Training Calendar

An Introduction to Machine Learning using Stata - Co-Developed with Lancaster University

Online 2 days (11th June 2024 - 12th June 2024) Stata Intermediate, Introductory
Delivered by: Dr. Giovanni Cerulli, IRCrES-CNR
Automation, Big Data, Data Management, Programming, Statistics

Overview

Instructor: Dr Giovanni Cerulli

After the course, you can expect to achieve the following learning outcomes:

  • Comprehensive Understanding of Stata's Machine Learning Capabilities.
    • Participants will gain a deep understanding of how to leverage Stata's various machine learning packages. This includes proficiency in applying machine learning techniques for data analysis, with an emphasis on practical implementation.
  • Mastering Research Tasks.
    • Participants will be equipped with the skills to master essential research tasks, such as factor-importance detection, signal-from-noise extraction, correct model specification, and model-free classification. This proficiency extends to both data-mining and causal perspectives.
  • Graphical Language and Intuitive Approach.
    • The course emphasizes a graphical language and intuitive understanding over algebraic methods. Participants will develop the ability to visually interpret and communicate results, fostering a practical and applied approach to machine learning with Stata.

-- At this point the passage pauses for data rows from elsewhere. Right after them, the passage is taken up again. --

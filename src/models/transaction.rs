//! Transaction model
//!
//! A transaction is a single income or expense record. The stored amount is
//! always a magnitude; whether it adds to or subtracts from the balance is
//! carried by [`TransactionType`].
//!
//! Loose caller input goes through [`TransactionDraft::validate`], which
//! produces a [`NewTransaction`] or a declared [`ValidationError`]. The tracker
//! only accepts the validated form.

use chrono::{DateTime, NaiveDate, TimeZone, Utc};
use serde::{Deserialize, Serialize};
use serde_json::Value;
use std::fmt;
use std::str::FromStr;

use super::ids::TransactionId;
use super::money::Money;
use crate::error::ValidationError;

/// Direction of a money movement
#[derive(Debug, Clone, Copy, PartialEq, Eq, Hash, Serialize, Deserialize)]
#[serde(rename_all = "lowercase")]
pub enum TransactionType {
    Income,
    Expense,
}

impl TransactionType {
    pub fn as_str(&self) -> &'static str {
        match self {
            Self::Income => "income",
            Self::Expense => "expense",
        }
    }
}

impl fmt::Display for TransactionType {
    fn fmt(&self, f: &mut fmt::Formatter<'_>) -> fmt::Result {
        f.write_str(self.as_str())
    }
}

impl FromStr for TransactionType {
    type Err = ValidationError;

    fn from_str(s: &str) -> Result<Self, Self::Err> {
        match s.trim().to_lowercase().as_str() {
            "income" => Ok(Self::Income),
            "expense" => Ok(Self::Expense),
            _ => Err(ValidationError::UnknownType(s.trim().to_string())),
        }
    }
}

/// A recorded transaction as held by the tracker and written to storage
#[derive(Debug, Clone, PartialEq, Eq, Serialize, Deserialize)]
pub struct Transaction {
    /// Assigned at creation, never changes
    pub id: TransactionId,

    /// Magnitude of the movement
    pub amount: Money,

    #[serde(rename = "type")]
    pub kind: TransactionType,

    /// Free-text label; may name a category that no longer exists
    pub category: String,

    pub date: DateTime<Utc>,
}

impl Transaction {
    pub fn is_income(&self) -> bool {
        self.kind == TransactionType::Income
    }

    pub fn is_expense(&self) -> bool {
        self.kind == TransactionType::Expense
    }

    /// Amount with the sign applied: positive for income, negative for expense
    pub fn signed_amount(&self) -> Money {
        match self.kind {
            TransactionType::Income => self.amount,
            TransactionType::Expense => -self.amount,
        }
    }
}

impl fmt::Display for Transaction {
    fn fmt(&self, f: &mut fmt::Formatter<'_>) -> fmt::Result {
        write!(
            f,
            "{} {} {} {}",
            self.date.format("%Y-%m-%d"),
            self.kind,
            self.category,
            self.amount
        )
    }
}

/// A validated transaction that has not been assigned an id yet
#[derive(Debug, Clone, PartialEq, Eq)]
pub struct NewTransaction {
    pub amount: Money,
    pub kind: TransactionType,
    pub category: String,
    /// When `None`, the tracker stamps the creation time
    pub date: Option<DateTime<Utc>>,
}

impl NewTransaction {
    pub fn new(amount: Money, kind: TransactionType, category: impl Into<String>) -> Self {
        Self {
            amount,
            kind,
            category: category.into(),
            date: None,
        }
    }

    pub fn income(amount: Money, category: impl Into<String>) -> Self {
        Self::new(amount, TransactionType::Income, category)
    }

    pub fn expense(amount: Money, category: impl Into<String>) -> Self {
        Self::new(amount, TransactionType::Expense, category)
    }

    /// Set an explicit date
    pub fn on(mut self, date: DateTime<Utc>) -> Self {
        self.date = Some(date);
        self
    }

    /// Attach the tracker-assigned id and date
    pub(crate) fn into_transaction(self, id: TransactionId, now: DateTime<Utc>) -> Transaction {
        Transaction {
            id,
            amount: self.amount,
            kind: self.kind,
            category: self.category,
            date: self.date.unwrap_or(now),
        }
    }
}

/// Unvalidated transaction input, as collected from a form, a JSON payload
/// or the command line
///
/// Fields hold whatever shape the caller sent (`"amount": 150` and
/// `"amount": "150.00"` are both fine). Shape problems surface from
/// [`TransactionDraft::validate`] as a [`ValidationError`], not from
/// deserialization.
#[derive(Debug, Clone, Default, PartialEq, Deserialize)]
pub struct TransactionDraft {
    #[serde(default)]
    pub amount: Option<Value>,
    #[serde(default, rename = "type")]
    pub kind: Option<Value>,
    #[serde(default)]
    pub category: Option<Value>,
    #[serde(default)]
    pub date: Option<Value>,
}

impl TransactionDraft {
    pub fn new() -> Self {
        Self::default()
    }

    pub fn amount(mut self, amount: impl Into<String>) -> Self {
        self.amount = Some(Value::String(amount.into()));
        self
    }

    pub fn kind(mut self, kind: impl Into<String>) -> Self {
        self.kind = Some(Value::String(kind.into()));
        self
    }

    pub fn category(mut self, category: impl Into<String>) -> Self {
        self.category = Some(Value::String(category.into()));
        self
    }

    pub fn date(mut self, date: impl Into<String>) -> Self {
        self.date = Some(Value::String(date.into()));
        self
    }

    /// Check the draft and build a [`NewTransaction`]
    ///
    /// Null and blank strings count as missing. Amounts may be numbers or
    /// numeric strings; the sign is not checked. A missing category becomes
    /// an empty label.
    pub fn validate(self) -> Result<NewTransaction, ValidationError> {
        let amount = match present(self.amount).ok_or(ValidationError::MissingAmount)? {
            Value::String(text) => {
                Money::parse(&text).map_err(|_| ValidationError::InvalidAmount(text))?
            }
            Value::Number(n) => number_to_money(&n)
                .ok_or_else(|| ValidationError::InvalidAmount(n.to_string()))?,
            other => return Err(ValidationError::InvalidAmount(other.to_string())),
        };

        let kind: TransactionType = match present(self.kind).ok_or(ValidationError::MissingType)? {
            Value::String(text) => text.parse()?,
            other => return Err(ValidationError::UnknownType(other.to_string())),
        };

        let date = match present(self.date) {
            None => None,
            Some(Value::String(text)) => Some(parse_date(&text)?),
            Some(other) => return Err(ValidationError::InvalidDate(other.to_string())),
        };

        let category = match present(self.category) {
            None => String::new(),
            Some(Value::String(text)) => text.trim().to_string(),
            Some(other) => other.to_string(),
        };

        Ok(NewTransaction {
            amount,
            kind,
            category,
            date,
        })
    }
}

impl From<Value> for TransactionDraft {
    /// Anything that is not an object becomes an empty draft
    fn from(value: Value) -> Self {
        match value {
            Value::Object(_) => serde_json::from_value(value).unwrap_or_default(),
            _ => Self::default(),
        }
    }
}

fn number_to_money(n: &serde_json::Number) -> Option<Money> {
    match n.as_i64() {
        Some(units) => units.checked_mul(100).map(Money::from_cents),
        None => n.as_f64().and_then(Money::from_f64),
    }
}

fn present(value: Option<Value>) -> Option<Value> {
    value.filter(|v| match v {
        Value::Null => false,
        Value::String(text) => !text.trim().is_empty(),
        _ => true,
    })
}

/// Parse a caller-supplied date
///
/// Accepts RFC 3339 timestamps and plain `YYYY-MM-DD` dates; the latter are
/// taken as midnight UTC.
pub fn parse_date(input: &str) -> Result<DateTime<Utc>, ValidationError> {
    let input = input.trim();
    if let Ok(ts) = DateTime::parse_from_rfc3339(input) {
        return Ok(ts.with_timezone(&Utc));
    }
    let day = NaiveDate::parse_from_str(input, "%Y-%m-%d")
        .map_err(|_| ValidationError::InvalidDate(input.to_string()))?;
    let midnight = day
        .and_hms_opt(0, 0, 0)
        .ok_or_else(|| ValidationError::InvalidDate(input.to_string()))?;
    Ok(Utc.from_utc_datetime(&midnight))
}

This course is a primer to any more advanced machine learning courses within Stata.

After attending this course you will receive a signed certificate of attendance as proof of professional development.

The course is delivered by Dr Giovanni Cerulli (Researcher at IRCrES-CNR, Research Institute on Sustainable Economic Growth, National Research Council of Italy) .

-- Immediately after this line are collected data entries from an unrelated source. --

//! CLI command handlers
//!
//! Bridges the clap argument parsing with the tracker. Every handler takes
//! the opened tracker and prints its result to stdout.

pub mod budget;
pub mod category;
pub mod currency;
pub mod export;
pub mod report;
pub mod transaction;

pub use budget::{handle_budget_command, BudgetCommands};
pub use category::{handle_category_command, CategoryCommands};
pub use currency::{handle_currency_command, CurrencyCommands};
pub use export::{handle_export_command, ExportArgs};
pub use report::{handle_report_command, handle_summary_command, ReportArgs};
pub use transaction::{handle_transaction_command, TransactionCommands};

use crate::error::{FinanceResult, ValidationError};
use crate::models::Money;

/// Parse a command-line amount such as "150" or "1,200.50"
pub(crate) fn parse_amount(input: &str) -> FinanceResult<Money> {
    Money::parse(input).map_err(|_| ValidationError::InvalidAmount(input.trim().to_string()).into())
}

Meet Dr Giovanni Cerulli, giving an overview of the course.

Watch Dr Giovanni Cerulli's expertly instructed Machine Learning Regression guide now. In this video demonstration, Giovanni uses the command r_ml_Stata. Some of the model types you are able to create from this command include Elastic net, Regression tree, Neural network, Boosting, Support Vector Machine and Bagging and random forests.

Topic Background:

Recent years have witnessed an unprecedented availability of information on social, economic, and health-related phenomena. Researchers, practitioners, and policymakers now have access to huge datasets (so-called “Big Data”) on people, companies and institutions, web and mobile devices, satellites, etc., at increasing speed and detail.

Machine learning is a relatively new approach to data analytics, which places itself in the intersection between statistics, computer science, and artificial intelligence. Its primary objective is to turn information into knowledge and value by “letting the data speak”. Machine learning limits prior assumptions on data structure, and relies on a model-free philosophy supporting algorithm development, computational procedures, and graphical inspection more than tight assumptions, algebraic development and analytical solutions. Computationally unfeasible a few years ago, machine learning is a product of the computer’s era, of today machines’.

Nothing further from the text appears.